→ Input material
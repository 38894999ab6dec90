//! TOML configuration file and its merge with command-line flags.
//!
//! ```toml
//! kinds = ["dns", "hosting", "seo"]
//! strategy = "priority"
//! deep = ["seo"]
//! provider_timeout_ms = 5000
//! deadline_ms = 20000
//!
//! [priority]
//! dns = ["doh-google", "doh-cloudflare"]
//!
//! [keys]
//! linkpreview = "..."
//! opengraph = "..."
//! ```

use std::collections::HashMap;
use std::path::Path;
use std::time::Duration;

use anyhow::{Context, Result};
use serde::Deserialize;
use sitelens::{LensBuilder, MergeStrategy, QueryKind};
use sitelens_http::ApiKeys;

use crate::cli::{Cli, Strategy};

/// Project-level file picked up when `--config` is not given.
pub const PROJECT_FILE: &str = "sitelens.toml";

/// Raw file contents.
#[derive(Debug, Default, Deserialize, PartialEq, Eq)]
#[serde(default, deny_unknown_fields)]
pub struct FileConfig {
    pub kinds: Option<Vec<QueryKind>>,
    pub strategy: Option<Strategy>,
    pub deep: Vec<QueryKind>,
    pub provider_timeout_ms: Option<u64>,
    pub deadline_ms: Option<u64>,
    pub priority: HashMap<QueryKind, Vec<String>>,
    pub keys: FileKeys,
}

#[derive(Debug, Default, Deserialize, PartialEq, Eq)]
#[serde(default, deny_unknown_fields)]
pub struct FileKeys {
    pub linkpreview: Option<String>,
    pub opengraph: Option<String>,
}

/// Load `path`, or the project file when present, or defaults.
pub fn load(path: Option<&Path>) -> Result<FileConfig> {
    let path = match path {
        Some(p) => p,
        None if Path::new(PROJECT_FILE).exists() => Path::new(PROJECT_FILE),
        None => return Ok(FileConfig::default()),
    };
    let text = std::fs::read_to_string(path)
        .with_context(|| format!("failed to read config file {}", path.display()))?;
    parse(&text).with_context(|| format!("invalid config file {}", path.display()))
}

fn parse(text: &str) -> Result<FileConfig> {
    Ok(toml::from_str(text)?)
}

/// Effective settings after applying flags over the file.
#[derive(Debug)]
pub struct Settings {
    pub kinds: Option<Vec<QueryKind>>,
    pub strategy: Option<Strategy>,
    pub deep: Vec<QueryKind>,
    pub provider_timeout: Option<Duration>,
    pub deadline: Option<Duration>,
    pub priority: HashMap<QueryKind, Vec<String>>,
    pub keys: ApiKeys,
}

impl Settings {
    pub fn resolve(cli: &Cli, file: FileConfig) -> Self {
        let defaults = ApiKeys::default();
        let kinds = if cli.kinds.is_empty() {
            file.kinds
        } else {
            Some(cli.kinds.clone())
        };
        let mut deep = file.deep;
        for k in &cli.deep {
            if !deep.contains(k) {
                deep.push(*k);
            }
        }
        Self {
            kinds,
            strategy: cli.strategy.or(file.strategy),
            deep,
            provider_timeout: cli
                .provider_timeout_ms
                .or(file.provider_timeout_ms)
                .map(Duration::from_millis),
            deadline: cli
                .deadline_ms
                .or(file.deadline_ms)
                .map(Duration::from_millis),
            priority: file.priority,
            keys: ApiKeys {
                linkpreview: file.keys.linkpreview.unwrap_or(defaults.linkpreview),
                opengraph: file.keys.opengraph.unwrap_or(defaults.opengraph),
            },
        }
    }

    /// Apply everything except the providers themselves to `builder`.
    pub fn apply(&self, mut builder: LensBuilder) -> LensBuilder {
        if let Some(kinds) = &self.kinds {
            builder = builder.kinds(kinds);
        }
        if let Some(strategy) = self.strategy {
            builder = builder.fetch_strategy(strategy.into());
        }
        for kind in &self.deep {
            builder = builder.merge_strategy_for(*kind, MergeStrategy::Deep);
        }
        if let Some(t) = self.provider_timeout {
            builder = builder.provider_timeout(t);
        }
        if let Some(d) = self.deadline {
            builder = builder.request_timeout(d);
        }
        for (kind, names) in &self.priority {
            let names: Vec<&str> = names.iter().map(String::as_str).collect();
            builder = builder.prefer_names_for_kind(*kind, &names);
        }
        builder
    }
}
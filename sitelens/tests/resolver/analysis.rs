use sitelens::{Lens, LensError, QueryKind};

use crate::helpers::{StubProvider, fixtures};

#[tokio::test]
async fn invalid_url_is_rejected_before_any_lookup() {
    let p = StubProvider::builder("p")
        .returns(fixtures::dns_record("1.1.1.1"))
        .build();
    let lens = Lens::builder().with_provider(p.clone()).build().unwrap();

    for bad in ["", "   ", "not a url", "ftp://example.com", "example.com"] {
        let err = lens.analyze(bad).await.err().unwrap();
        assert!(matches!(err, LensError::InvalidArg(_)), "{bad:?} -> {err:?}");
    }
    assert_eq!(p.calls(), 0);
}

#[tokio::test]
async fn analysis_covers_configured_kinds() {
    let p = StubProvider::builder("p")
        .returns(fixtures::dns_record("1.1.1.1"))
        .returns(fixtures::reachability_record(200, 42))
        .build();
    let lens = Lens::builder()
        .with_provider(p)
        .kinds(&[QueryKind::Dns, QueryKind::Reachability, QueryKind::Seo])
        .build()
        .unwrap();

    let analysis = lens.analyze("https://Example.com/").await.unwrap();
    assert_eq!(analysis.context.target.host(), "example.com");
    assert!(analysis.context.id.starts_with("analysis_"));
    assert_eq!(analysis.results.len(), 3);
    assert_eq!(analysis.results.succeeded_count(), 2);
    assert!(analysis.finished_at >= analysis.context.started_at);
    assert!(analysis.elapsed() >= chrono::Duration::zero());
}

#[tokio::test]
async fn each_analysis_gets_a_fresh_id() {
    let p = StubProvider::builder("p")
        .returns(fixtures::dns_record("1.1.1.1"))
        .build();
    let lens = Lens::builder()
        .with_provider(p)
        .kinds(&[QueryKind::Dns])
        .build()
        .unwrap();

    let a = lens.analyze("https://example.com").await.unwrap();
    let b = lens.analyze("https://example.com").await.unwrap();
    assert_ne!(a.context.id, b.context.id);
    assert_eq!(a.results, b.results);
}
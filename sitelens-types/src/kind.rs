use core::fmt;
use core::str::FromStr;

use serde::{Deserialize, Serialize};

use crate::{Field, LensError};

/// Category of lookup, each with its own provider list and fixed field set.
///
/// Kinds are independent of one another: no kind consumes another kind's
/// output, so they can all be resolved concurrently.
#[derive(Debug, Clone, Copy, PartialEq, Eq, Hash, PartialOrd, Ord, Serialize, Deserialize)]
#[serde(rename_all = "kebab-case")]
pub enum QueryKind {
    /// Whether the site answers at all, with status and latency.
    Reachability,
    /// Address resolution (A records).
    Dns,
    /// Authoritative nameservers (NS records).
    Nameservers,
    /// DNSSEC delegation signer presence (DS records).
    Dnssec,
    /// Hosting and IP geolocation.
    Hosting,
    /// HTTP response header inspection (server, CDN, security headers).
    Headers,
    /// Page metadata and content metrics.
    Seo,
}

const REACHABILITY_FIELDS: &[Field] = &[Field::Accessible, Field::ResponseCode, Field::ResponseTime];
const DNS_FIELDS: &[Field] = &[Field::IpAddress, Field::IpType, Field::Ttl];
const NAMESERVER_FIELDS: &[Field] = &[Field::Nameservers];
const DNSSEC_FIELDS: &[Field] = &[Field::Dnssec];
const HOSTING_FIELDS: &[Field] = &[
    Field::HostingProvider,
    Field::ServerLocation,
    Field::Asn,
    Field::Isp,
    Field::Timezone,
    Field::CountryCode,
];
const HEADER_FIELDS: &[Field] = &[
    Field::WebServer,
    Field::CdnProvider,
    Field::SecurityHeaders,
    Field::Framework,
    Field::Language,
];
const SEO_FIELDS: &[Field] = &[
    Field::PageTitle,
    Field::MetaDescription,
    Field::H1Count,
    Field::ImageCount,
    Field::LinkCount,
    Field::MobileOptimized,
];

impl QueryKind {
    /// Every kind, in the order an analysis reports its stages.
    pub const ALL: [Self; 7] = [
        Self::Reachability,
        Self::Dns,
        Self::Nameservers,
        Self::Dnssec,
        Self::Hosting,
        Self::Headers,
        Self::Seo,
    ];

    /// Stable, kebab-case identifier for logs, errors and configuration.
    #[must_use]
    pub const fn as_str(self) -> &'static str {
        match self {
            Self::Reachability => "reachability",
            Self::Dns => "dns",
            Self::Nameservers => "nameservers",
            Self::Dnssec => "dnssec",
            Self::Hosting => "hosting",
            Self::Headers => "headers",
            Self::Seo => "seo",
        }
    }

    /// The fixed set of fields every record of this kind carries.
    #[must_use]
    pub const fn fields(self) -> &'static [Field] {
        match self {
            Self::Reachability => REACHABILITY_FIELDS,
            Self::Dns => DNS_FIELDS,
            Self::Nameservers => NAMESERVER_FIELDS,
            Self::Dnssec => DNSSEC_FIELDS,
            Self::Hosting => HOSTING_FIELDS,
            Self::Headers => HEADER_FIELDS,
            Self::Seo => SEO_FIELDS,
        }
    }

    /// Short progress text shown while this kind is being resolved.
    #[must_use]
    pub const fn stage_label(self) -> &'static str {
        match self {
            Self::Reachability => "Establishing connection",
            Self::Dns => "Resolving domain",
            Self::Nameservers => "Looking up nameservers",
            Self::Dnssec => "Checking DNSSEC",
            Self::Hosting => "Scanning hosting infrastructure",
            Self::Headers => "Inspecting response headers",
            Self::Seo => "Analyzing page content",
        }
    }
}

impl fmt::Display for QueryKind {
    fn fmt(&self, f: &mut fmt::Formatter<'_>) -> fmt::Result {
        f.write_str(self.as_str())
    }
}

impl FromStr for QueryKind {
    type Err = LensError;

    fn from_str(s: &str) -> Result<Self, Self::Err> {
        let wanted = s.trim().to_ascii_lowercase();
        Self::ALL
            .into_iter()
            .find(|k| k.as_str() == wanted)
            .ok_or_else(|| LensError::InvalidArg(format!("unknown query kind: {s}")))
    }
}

→ Exercise instructions
Return all lines from the data that include the string "None".

→ Result below
        None if Path::new(PROJECT_FILE).exists() => Path::new(PROJECT_FILE),
        None => return Ok(FileConfig::default()),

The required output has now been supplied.